Dataset entries:
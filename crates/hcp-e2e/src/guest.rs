//! Guest client resolution
//!
//! The operator publishes an admin kubeconfig for every hosted cluster some
//! time after creation. [`wait_for_guest_client`] waits for it and for the
//! guest API to answer. [`wait_for_break_glass_client`] instead
//! authenticates with the break-glass client certificate the operator
//! materializes in the control plane namespace.

use std::time::Duration;

use k8s_openapi::api::core::v1::Secret;
use tokio::time::Instant;
use tokio_util::sync::CancellationToken;
use tracing::{debug, info};

use hcp_e2e_common::kube_utils::{poll_for_value, poll_until};
use hcp_e2e_common::object::ObjectKey;
use hcp_e2e_common::{
    Error, Result, BREAK_GLASS_CERT_SECRET, KUBECONFIG_SECRET_KEY, TLS_CERT_KEY, TLS_KEY_KEY,
};

use crate::client::{GuestClient, GuestConnector, GuestCredentials, ManagementClient, UserIdentity};
use crate::config::HarnessTimeouts;
use crate::request::ClusterHandle;

/// Group every break-glass identity must belong to
pub const BREAK_GLASS_GROUP: &str = "system:masters";

/// Prefix of every break-glass username
pub const BREAK_GLASS_USER_PREFIX: &str = "customer-break-glass-";

fn secret_value(secret: &Secret, key: &str) -> Option<Vec<u8>> {
    secret
        .data
        .as_ref()
        .and_then(|d| d.get(key))
        .map(|v| v.0.clone())
        .filter(|v| !v.is_empty())
}

/// Wait up to `timeout` for the admin kubeconfig of a cluster and return
/// its payload
pub async fn wait_for_guest_kubeconfig(
    cancel: &CancellationToken,
    mgmt: &ManagementClient,
    handle: &ClusterHandle,
    timeouts: &HarnessTimeouts,
    timeout: Duration,
) -> Result<Vec<u8>> {
    let cluster_key = &handle.key();
    poll_for_value(
        cancel,
        timeouts.poll_interval,
        timeout,
        format!("admin kubeconfig of {handle}"),
        || async move {
            let Some(hc) = mgmt.hosted_clusters.get(cluster_key).await? else {
                return Err(Error::validation(format!(
                    "HostedCluster {handle} does not exist"
                )));
            };
            let Some(secret_name) = hc.kubeconfig_secret() else {
                return Ok(None);
            };
            let secret_key = ObjectKey::namespaced(&handle.namespace, secret_name);
            Ok(mgmt
                .secrets
                .get(&secret_key)
                .await?
                .and_then(|s| secret_value(&s, KUBECONFIG_SECRET_KEY)))
        },
    )
    .await
}

/// Wait until the guest API of a cluster is reachable and return a client for it.
///
/// `timeout` bounds the whole resolution, kubeconfig wait and API wait
/// together. Callers treat a timeout as fatal for their step.
pub async fn wait_for_guest_client(
    cancel: &CancellationToken,
    mgmt: &ManagementClient,
    connector: &dyn GuestConnector,
    handle: &ClusterHandle,
    timeouts: &HarnessTimeouts,
    timeout: Duration,
) -> Result<GuestClient> {
    let start = Instant::now();
    let deadline = start + timeout;
    let kubeconfig = wait_for_guest_kubeconfig(cancel, mgmt, handle, timeouts, timeout).await?;
    let guest = connector
        .connect(&kubeconfig, &GuestCredentials::Embedded)
        .await?;

    let nodes = &guest.nodes;
    poll_until(
        cancel,
        timeouts.poll_interval,
        deadline.saturating_duration_since(Instant::now()),
        format!("guest API of {handle} to answer"),
        || async move { nodes.list(None, None).await.map(|_| true) },
    )
    .await?;
    let elapsed = start.elapsed();
    info!(cluster = %handle, elapsed_ms = elapsed.as_millis() as u64, "Guest API reachable");
    Ok(guest)
}

/// Wait for the break-glass certificate and return a client authenticated
/// only by it.
///
/// A missing or half-populated secret keeps the wait going; material that is
/// present but unusable fails with an authentication error.
pub async fn wait_for_break_glass_client(
    cancel: &CancellationToken,
    mgmt: &ManagementClient,
    connector: &dyn GuestConnector,
    handle: &ClusterHandle,
    timeouts: &HarnessTimeouts,
) -> Result<GuestClient> {
    let kubeconfig =
        wait_for_guest_kubeconfig(cancel, mgmt, handle, timeouts, timeouts.guest_client).await?;

    let cert_key = &ObjectKey::namespaced(
        handle.control_plane_namespace(),
        BREAK_GLASS_CERT_SECRET,
    );
    let (cert_pem, key_pem) = poll_for_value(
        cancel,
        timeouts.credential_poll_interval,
        timeouts.credential,
        format!("break-glass certificate secret {cert_key}"),
        || async move {
            let Some(secret) = mgmt.secrets.get(cert_key).await? else {
                debug!(secret = %cert_key, "Break-glass certificate secret not found yet");
                return Ok(None);
            };
            Ok(secret_value(&secret, TLS_CERT_KEY).zip(secret_value(&secret, TLS_KEY_KEY)))
        },
    )
    .await?;

    connector
        .connect(
            &kubeconfig,
            &GuestCredentials::ClientCertificate { cert_pem, key_pem },
        )
        .await
}

/// Check that a client is authenticated as a break-glass identity.
///
/// A wrong identity is an assertion failure, never retried.
pub async fn verify_break_glass_identity(client: &GuestClient) -> Result<UserIdentity> {
    let identity = client.identity.review().await?;

    if !identity.groups.iter().any(|g| g == BREAK_GLASS_GROUP) {
        return Err(Error::assertion(format!(
            "break-glass user {} is not in group {BREAK_GLASS_GROUP} (groups: {:?})",
            identity.username, identity.groups
        )));
    }
    if !identity.username.starts_with(BREAK_GLASS_USER_PREFIX) {
        return Err(Error::assertion(format!(
            "break-glass username {:?} lacks prefix {BREAK_GLASS_USER_PREFIX}",
            identity.username
        )));
    }

    info!(username = %identity.username, "Break-glass identity verified");
    Ok(identity)
}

[TASK DESCRIPTION] Sift the data above for lines with "const", then copy each one.

[EXERCISE RESPONSE]
pub const BREAK_GLASS_GROUP: &str = "system:masters";
pub const BREAK_GLASS_USER_PREFIX: &str = "customer-break-glass-";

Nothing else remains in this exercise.